Seventy-five-year-old Roza Gugunishvili restored communication with loved ones after gaining basic IT skills


Seventy-five-year-old Rosa Gugunishvili lives at Anaseuli Nursing Home in Guria. She recalls that before the COVID-19 pandemic, they had many visitors, took part in various activities and she had a great time. After the pandemic set in, life became boring and monotonous. Due to the restrictions in place, Rosa could no longer see her relatives, as visitors were not allowed to visit the nursing home. But despite her age, this feeling of isolation encouraged her to take part in a ground-breaking new project to learn modern technologies in order to communicate with the outside world. This project has helped fill in the communication gap for Anaseuli Nursing Home beneficiaries, who showed a genuine interest in learning new skills during the pandemic, despite their age.

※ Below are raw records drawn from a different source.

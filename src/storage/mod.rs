//! SeaORM storage backend
//!
//! This module provides database storage using SeaORM,
//! supporting SQLite, MySQL/MariaDB, and PostgreSQL.

mod connection;
mod stats_sink;

use sea_orm::DatabaseConnection;

use crate::errors::{RegistryStatsError, Result};

pub use connection::{connect_generic, connect_sqlite, run_migrations};

/// 从数据库 URL 推断数据库类型
pub fn infer_backend_from_url(database_url: &str) -> Result<String> {
    if database_url.starts_with("sqlite://")
        || database_url.ends_with(".db")
        || database_url.ends_with(".sqlite")
        || database_url == ":memory:"
    {
        Ok("sqlite".to_string())
    } else if database_url.starts_with("mysql://") || database_url.starts_with("mariadb://") {
        Ok("mysql".to_string())
    } else if database_url.starts_with("postgres://") || database_url.starts_with("postgresql://") {
        Ok("postgres".to_string())
    } else {
        Err(RegistryStatsError::database_config(format!(
            "无法从 URL 推断数据库类型: {}. 支持的 URL 格式: sqlite://, mysql://, mariadb://, postgres://",
            database_url
        )))
    }
}

/// 规范化 backend 名称
pub fn normalize_backend_name(backend: &str) -> String {
    match backend {
        "mariadb" => "mysql".to_string(),
        other => other.to_string(),
    }
}

/// SeaORM-based storage backend
#[derive(Clone)]
pub struct StatsStorage {
    db: DatabaseConnection,
    backend_name: String,
}

impl StatsStorage {
    /// 建立数据库连接并执行迁移
    pub async fn new(database_url: &str, pool_size: u32, timeout_secs: u64) -> Result<Self> {
        if database_url.is_empty() {
            return Err(RegistryStatsError::database_config(
                "database_url 未设置".to_string(),
            ));
        }

        let backend_name = infer_backend_from_url(database_url)?;
        let backend_name = normalize_backend_name(&backend_name);

        let db = match backend_name.as_str() {
            "sqlite" => connection::connect_sqlite(database_url, timeout_secs).await?,
            _ => {
                connection::connect_generic(database_url, &backend_name, pool_size, timeout_secs)
                    .await?
            }
        };

        connection::run_migrations(&db).await?;

        Ok(Self { db, backend_name })
    }

    /// 包装一个已有连接（测试用）
    pub fn from_connection(db: DatabaseConnection, backend_name: &str) -> Self {
        Self {
            db,
            backend_name: backend_name.to_string(),
        }
    }

    pub fn backend_name(&self) -> &str {
        &self.backend_name
    }

    pub fn connection(&self) -> &DatabaseConnection {
        &self.db
    }

    /// 回滚全部迁移
    pub async fn rollback_migrations(&self) -> Result<()> {
        connection::rollback_migrations(&self.db).await
    }

    /// 关闭连接池
    pub async fn close(&self) -> Result<()> {
        self.db
            .clone()
            .close()
            .await
            .map_err(|e| RegistryStatsError::database_connection(format!("关闭连接失败: {}", e)))
    }
}
//! 配置管理
//!
//! 静态配置从 TOML 文件加载，环境变量可覆盖。
//! 优先级：ENV > config.toml > 默认值。
//! ENV 前缀：REGISTRY_STATS，分隔符：__
//! 示例：REGISTRY_STATS__STATS__FLUSH_INTERVAL=2s

use serde::{Deserialize, Serialize};
use tracing::error;

use crate::errors::{RegistryStatsError, Result};
use crate::stats::FlushMode;
use crate::utils::parse_duration_ms;

fn default_database_url() -> String {
    "sqlite://registry-stats.db".to_string()
}

fn default_database_pool_size() -> u32 {
    10
}

fn default_database_timeout() -> u64 {
    30
}

fn default_flush_interval() -> String {
    "30s".to_string()
}

fn default_max_pending_entries() -> usize {
    1_000
}

fn default_true() -> bool {
    true
}

fn default_log_level() -> String {
    "info".to_string()
}

fn default_log_format() -> String {
    "text".to_string()
}

/// 数据库连接配置
#[derive(Debug, Clone, Serialize, Deserialize)]
pub struct DatabaseConfig {
    #[serde(default = "default_database_url")]
    pub database_url: String,
    #[serde(default = "default_database_pool_size")]
    pub pool_size: u32,
    /// 连接 / 事务超时（秒），超时语义委托给存储层
    #[serde(default = "default_database_timeout")]
    pub timeout: u64,
}

impl Default for DatabaseConfig {
    fn default() -> Self {
        Self {
            database_url: default_database_url(),
            pool_size: default_database_pool_size(),
            timeout: default_database_timeout(),
        }
    }
}

/// 计数器行为配置
#[derive(Debug, Clone, Serialize, Deserialize)]
pub struct CounterConfig {
    /// 刷盘间隔：时长字符串（`"2s"`、`"500ms"`），`"0"` 表示同步刷盘，
    /// 负数表示禁用定时刷盘
    #[serde(default = "default_flush_interval")]
    pub flush_interval: String,
    /// 缓冲区键数超过该阈值时触发紧急刷盘
    #[serde(default = "default_max_pending_entries")]
    pub max_pending_entries: usize,
    /// 周桶标签是否采用 ISO-8601 周规则（否则为美式周日起始规则）
    #[serde(default)]
    pub iso_week: bool,
    /// 是否统计 tarball 下载
    #[serde(default = "default_true")]
    pub count_downloads: bool,
    /// 是否统计 manifest 访问
    #[serde(default = "default_true")]
    pub count_manifest_views: bool,
}

impl Default for CounterConfig {
    fn default() -> Self {
        Self {
            flush_interval: default_flush_interval(),
            max_pending_entries: default_max_pending_entries(),
            iso_week: false,
            count_downloads: true,
            count_manifest_views: true,
        }
    }
}

/// 日志配置
#[derive(Debug, Clone, Serialize, Deserialize)]
pub struct LoggingConfig {
    #[serde(default = "default_log_level")]
    pub level: String,
    /// `text` 或 `json`
    #[serde(default = "default_log_format")]
    pub format: String,
    /// 为空或缺省时输出到控制台
    #[serde(default)]
    pub file: Option<String>,
}

impl Default for LoggingConfig {
    fn default() -> Self {
        Self {
            level: default_log_level(),
            format: default_log_format(),
            file: None,
        }
    }
}

/// 统计插件的静态配置
#[derive(Debug, Clone, Serialize, Deserialize, Default)]
pub struct StatsConfig {
    #[serde(default)]
    pub database: DatabaseConfig,
    #[serde(default)]
    pub stats: CounterConfig,
    #[serde(default)]
    pub logging: LoggingConfig,
}

impl StatsConfig {
    /// 从 TOML 文件和环境变量加载配置
    pub fn load() -> Self {
        Self::load_from("registry-stats.toml")
    }

    /// 从指定 TOML 文件（可选存在）和环境变量加载配置
    pub fn load_from(path: &str) -> Self {
        use config::{Config, Environment, File};

        let builder = Config::builder()
            // 1. 从 TOML 文件加载（可选）
            .add_source(File::with_name(path).required(false))
            // 2. 从环境变量覆盖，前缀 REGISTRY_STATS，分隔符 __
            .add_source(
                Environment::with_prefix("REGISTRY_STATS")
                    .separator("__")
                    .try_parsing(true),
            );

        match builder.build() {
            Ok(settings) => match settings.try_deserialize::<StatsConfig>() {
                Ok(config) => config,
                Err(e) => {
                    error!("Failed to deserialize config: {}", e);
                    Self::default()
                }
            },
            Err(e) => {
                error!("Failed to build config: {}", e);
                Self::default()
            }
        }
    }

    /// 校验配置，逐字段收集错误
    ///
    /// 宿主应在启动阶段调用；校验失败属于致命配置错误，
    /// 约定由宿主以非零退出码终止进程。
    pub fn validate(&self) -> Result<()> {
        let mut errors = Vec::new();

        if self.database.database_url.is_empty() {
            errors.push("database.database_url: must not be empty".to_string());
        }
        if self.database.pool_size == 0 {
            errors.push("database.pool_size: must be greater than 0".to_string());
        }
        if let Err(e) = parse_duration_ms(&self.stats.flush_interval) {
            errors.push(format!("stats.flush_interval: {}", e.message()));
        }
        if self.stats.max_pending_entries == 0 {
            errors.push("stats.max_pending_entries: must be greater than 0".to_string());
        }
        if self.logging.format != "text" && self.logging.format != "json" {
            errors.push(format!(
                "logging.format: expected 'text' or 'json', got '{}'",
                self.logging.format
            ));
        }

        if errors.is_empty() {
            Ok(())
        } else {
            for e in &errors {
                error!("Invalid config: {}", e);
            }
            Err(RegistryStatsError::validation(errors.join("; ")))
        }
    }

    /// 解析配置的刷盘间隔为调度模式
    pub fn flush_mode(&self) -> Result<FlushMode> {
        Ok(FlushMode::from_millis(parse_duration_ms(
            &self.stats.flush_interval,
        )?))
    }

    /// 生成示例 TOML 配置
    pub fn generate_sample_config() -> String {
        toml::to_string_pretty(&Self::default())
            .unwrap_or_else(|e| format!("Error generating sample config: {}", e))
    }
}

#[cfg(test)]
mod tests {
    use super::*;
    use crate::stats::FlushMode;
    use tokio::time::Duration;

    #[test]
    fn test_defaults_are_valid() {
        let config = StatsConfig::default();
        assert!(config.validate().is_ok());
        assert_eq!(
            config.flush_mode().unwrap(),
            FlushMode::Periodic(Duration::from_secs(30))
        );
        assert!(config.stats.count_downloads);
        assert!(config.stats.count_manifest_views);
        assert!(!config.stats.iso_week);
    }

    #[test]
    fn test_flush_mode_parsing() {
        let mut config = StatsConfig::default();

        config.stats.flush_interval = "0".to_string();
        assert_eq!(config.flush_mode().unwrap(), FlushMode::Immediate);

        config.stats.flush_interval = "-1".to_string();
        assert_eq!(config.flush_mode().unwrap(), FlushMode::Disabled);

        config.stats.flush_interval = "2s".to_string();
        assert_eq!(
            config.flush_mode().unwrap(),
            FlushMode::Periodic(Duration::from_secs(2))
        );
    }

    #[test]
    fn test_validate_collects_field_errors() {
        let mut config = StatsConfig::default();
        config.database.database_url = String::new();
        config.stats.flush_interval = "soon".to_string();
        config.logging.format = "xml".to_string();

        let err = config.validate().unwrap_err();
        assert_eq!(err.code(), "E004");
        assert!(err.message().contains("database.database_url"));
        assert!(err.message().contains("stats.flush_interval"));
        assert!(err.message().contains("logging.format"));
    }

    #[test]
    fn test_sample_config_round_trips() {
        let sample = StatsConfig::generate_sample_config();
        let parsed: StatsConfig = toml::from_str(&sample).unwrap();
        assert!(parsed.validate().is_ok());
    }
}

“I served in the army for 25 years and I lived a very active life. Then I was left alone and moved to the nursing home,” Rosa says.  “I felt forgotten after the lockdown began, received no information, and frankly was glad if I saw something on the calendar. I didn’t know anything about how to use the phone or the internet and so I couldn’t get in touch with anyone. Then the Learning & Employment Support Centre team came over and taught me how to find people I knew on social media: how to talk to or even see them. Now I can call my relatives and my army friends, whom I haven’t seen for years. We exchange messages, and wish each other a happy birthday. I really don’t know what I would do without the internet,” Rosa adds, noting that apart from communication via social media, she also enjoys using the internet to find interesting information, watch movies and listen to music.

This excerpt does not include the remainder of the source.